Speaking on a radio programme, he noted that interest rates are no longer going up and may begin to fall, relieving the pressure on the property sector and the stock market.
However, he still expects Hong Kong to face external challenges, such as the geopolitical situation in the first half of the year.
Chan said the SAR has to work towards short-term goals as well.
"To stand up to external challenges and consolidate our drivers for economic growth in the short term, we have to rely on tourism and consumption. The export performance still faces pressure," he said.
"Hong Kong is a service-based economy, so consumption can boost related services and employment. If consumption can enhance the atmosphere in society and everyone is happy, it can boost investment too."

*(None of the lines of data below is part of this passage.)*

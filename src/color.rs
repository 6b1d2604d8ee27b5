// Copyright 2006 The Android Open Source Project
// Copyright 2020 Yevhenii Reizner
//
// Use of this source code is governed by a BSD-style license that can be
// found in the LICENSE file.

use strict_num::NormalizedF32;

/// Represents fully transparent Alpha value.
pub const ALPHA_TRANSPARENT: NormalizedF32 = NormalizedF32::ZERO;

/// Represents fully opaque Alpha value.
pub const ALPHA_OPAQUE: NormalizedF32 = NormalizedF32::ONE;

/// A 32-bit premultiplied RGBA color value.
///
/// Byteorder: ABGR
#[repr(transparent)]
#[derive(Copy, Clone, PartialEq)]
pub struct PremultipliedColorU8(u32);

impl PremultipliedColorU8 {
    /// A transparent color.
    pub const TRANSPARENT: Self = PremultipliedColorU8::from_rgba_unchecked(0, 0, 0, 0);

    /// Creates a new premultiplied color.
    ///
    /// RGB components must be <= alpha.
    pub fn from_rgba(r: u8, g: u8, b: u8, a: u8) -> Option<Self> {
        if r <= a && g <= a && b <= a {
            Some(PremultipliedColorU8(pack_rgba(r, g, b, a)))
        } else {
            None
        }
    }

    #[inline]
    pub(crate) const fn from_rgba_unchecked(r: u8, g: u8, b: u8, a: u8) -> Self {
        PremultipliedColorU8(pack_rgba(r, g, b, a))
    }

    /// Returns color's red component.
    ///
    /// The value is <= alpha.
    #[inline]
    pub const fn red(self) -> u8 {
        (self.0 & 0xFF) as u8
    }

    /// Returns color's green component.
    ///
    /// The value is <= alpha.
    #[inline]
    pub const fn green(self) -> u8 {
        ((self.0 >> 8) & 0xFF) as u8
    }

    /// Returns color's blue component.
    ///
    /// The value is <= alpha.
    #[inline]
    pub const fn blue(self) -> u8 {
        ((self.0 >> 16) & 0xFF) as u8
    }

    /// Returns color's alpha component.
    #[inline]
    pub const fn alpha(self) -> u8 {
        ((self.0 >> 24) & 0xFF) as u8
    }

    /// Returns the value as a primitive type.
    #[inline]
    pub const fn get(self) -> u32 {
        self.0
    }

    /// Returns the color as `Rgba8888` bytes.
    #[inline]
    pub const fn to_bytes(self) -> [u8; 4] {
        [self.red(), self.green(), self.blue(), self.alpha()]
    }
}

impl core::fmt::Debug for PremultipliedColorU8 {
    fn fmt(&self, f: &mut core::fmt::Formatter<'_>) -> core::fmt::Result {
        f.debug_struct("PremultipliedColorU8")
            .field("r", &self.red())
            .field("g", &self.green())
            .field("b", &self.blue())
            .field("a", &self.alpha())
            .finish()
    }
}

/// RGBA color value, holding four floating point components.
///
/// The container guarantees that all components are in a 0..=1 range.
#[derive(Copy, Clone, PartialEq, Debug)]
pub struct Color {
    r: NormalizedF32,
    g: NormalizedF32,
    b: NormalizedF32,
    a: NormalizedF32,
}

const NV_ZERO: NormalizedF32 = NormalizedF32::ZERO;
const NV_ONE: NormalizedF32 = NormalizedF32::ONE;

impl Color {
    /// A transparent color.
    pub const TRANSPARENT: Color = Color { r: NV_ZERO, g: NV_ZERO, b: NV_ZERO, a: NV_ZERO };
    /// A black color.
    pub const BLACK: Color = Color { r: NV_ZERO, g: NV_ZERO, b: NV_ZERO, a: NV_ONE };
    /// A white color.
    pub const WHITE: Color = Color { r: NV_ONE, g: NV_ONE, b: NV_ONE, a: NV_ONE };

    /// Creates a new color from 4 components.
    ///
    /// All values must be in 0..=1 range.
    #[inline]
    pub fn from_rgba(r: f32, g: f32, b: f32, a: f32) -> Option<Self> {
        Some(Color {
            r: NormalizedF32::new(r)?,
            g: NormalizedF32::new(g)?,
            b: NormalizedF32::new(b)?,
            a: NormalizedF32::new(a)?,
        })
    }

    /// Creates a new color from 4 components.
    ///
    /// u8 will be divided by 255 to get the float component.
    #[inline]
    pub fn from_rgba8(r: u8, g: u8, b: u8, a: u8) -> Self {
        Color {
            r: normalize_u8(r),
            g: normalize_u8(g),
            b: normalize_u8(b),
            a: normalize_u8(a),
        }
    }

    /// Returns color's red component.
    #[inline]
    pub fn red(&self) -> f32 {
        self.r.get()
    }

    /// Returns color's green component.
    #[inline]
    pub fn green(&self) -> f32 {
        self.g.get()
    }

    /// Returns color's blue component.
    #[inline]
    pub fn blue(&self) -> f32 {
        self.b.get()
    }

    /// Returns color's alpha component.
    #[inline]
    pub fn alpha(&self) -> f32 {
        self.a.get()
    }

    /// Converts into a premultiplied color.
    #[inline]
    pub fn premultiply(&self) -> PremultipliedColor {
        if self.a == ALPHA_OPAQUE {
            PremultipliedColor { r: self.r, g: self.g, b: self.b, a: self.a }
        } else {
            PremultipliedColor {
                r: NormalizedF32::new_clamped(self.r.get() * self.a.get()),
                g: NormalizedF32::new_clamped(self.g.get() * self.a.get()),
                b: NormalizedF32::new_clamped(self.b.get() * self.a.get()),
                a: self.a,
            }
        }
    }
}

/// Premultiplied RGBA color value, holding four floating point components.
///
/// The container guarantees that all components are in a 0..=1 range.
/// And RGB components are <= A.
#[derive(Copy, Clone, PartialEq, Debug)]
pub struct PremultipliedColor {
    r: NormalizedF32,
    g: NormalizedF32,
    b: NormalizedF32,
    a: NormalizedF32,
}

impl PremultipliedColor {
    /// Returns color's red component.
    #[inline]
    pub fn red(&self) -> f32 {
        self.r.get()
    }

    /// Returns color's green component.
    #[inline]
    pub fn green(&self) -> f32 {
        self.g.get()
    }

    /// Returns color's blue component.
    #[inline]
    pub fn blue(&self) -> f32 {
        self.b.get()
    }

    /// Returns color's alpha component.
    #[inline]
    pub fn alpha(&self) -> f32 {
        self.a.get()
    }

    /// Converts into `PremultipliedColorU8`, rounding to the nearest byte.
    #[inline]
    pub fn to_color_u8(&self) -> PremultipliedColorU8 {
        let c = color_f32_to_u8(self.r, self.g, self.b, self.a);
        PremultipliedColorU8::from_rgba_unchecked(c[0], c[1], c[2], c[3])
    }
}

#[inline]
fn normalize_u8(n: u8) -> NormalizedF32 {
    NormalizedF32::new_clamped(f32::from(n) / 255.0)
}

#[inline]
const fn pack_rgba(r: u8, g: u8, b: u8, a: u8) -> u32 {
    ((a as u32) << 24) | ((b as u32) << 16) | ((g as u32) << 8) | (r as u32)
}

#[inline]
fn color_f32_to_u8(
    r: NormalizedF32,
    g: NormalizedF32,
    b: NormalizedF32,
    a: NormalizedF32,
) -> [u8; 4] {
    [
        (r.get() * 255.0 + 0.5) as u8,
        (g.get() * 255.0 + 0.5) as u8,
        (b.get() * 255.0 + 0.5) as u8,
        (a.get() * 255.0 + 0.5) as u8,
    ]
}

Chan will deliver his annual budget on February 28.
Asked whether consumption vouchers will be handed out again, he said the majority view indicated that the authorities should not roll out the kind of relief measures they introduced in the past years.
"We spent a lot during the pandemic. The fiscal deficit may be about HK$100 billion for the 2023 to 2024 [financial year]... We have to consider the government's financial affordability. We will strike a balance between different issues," he said.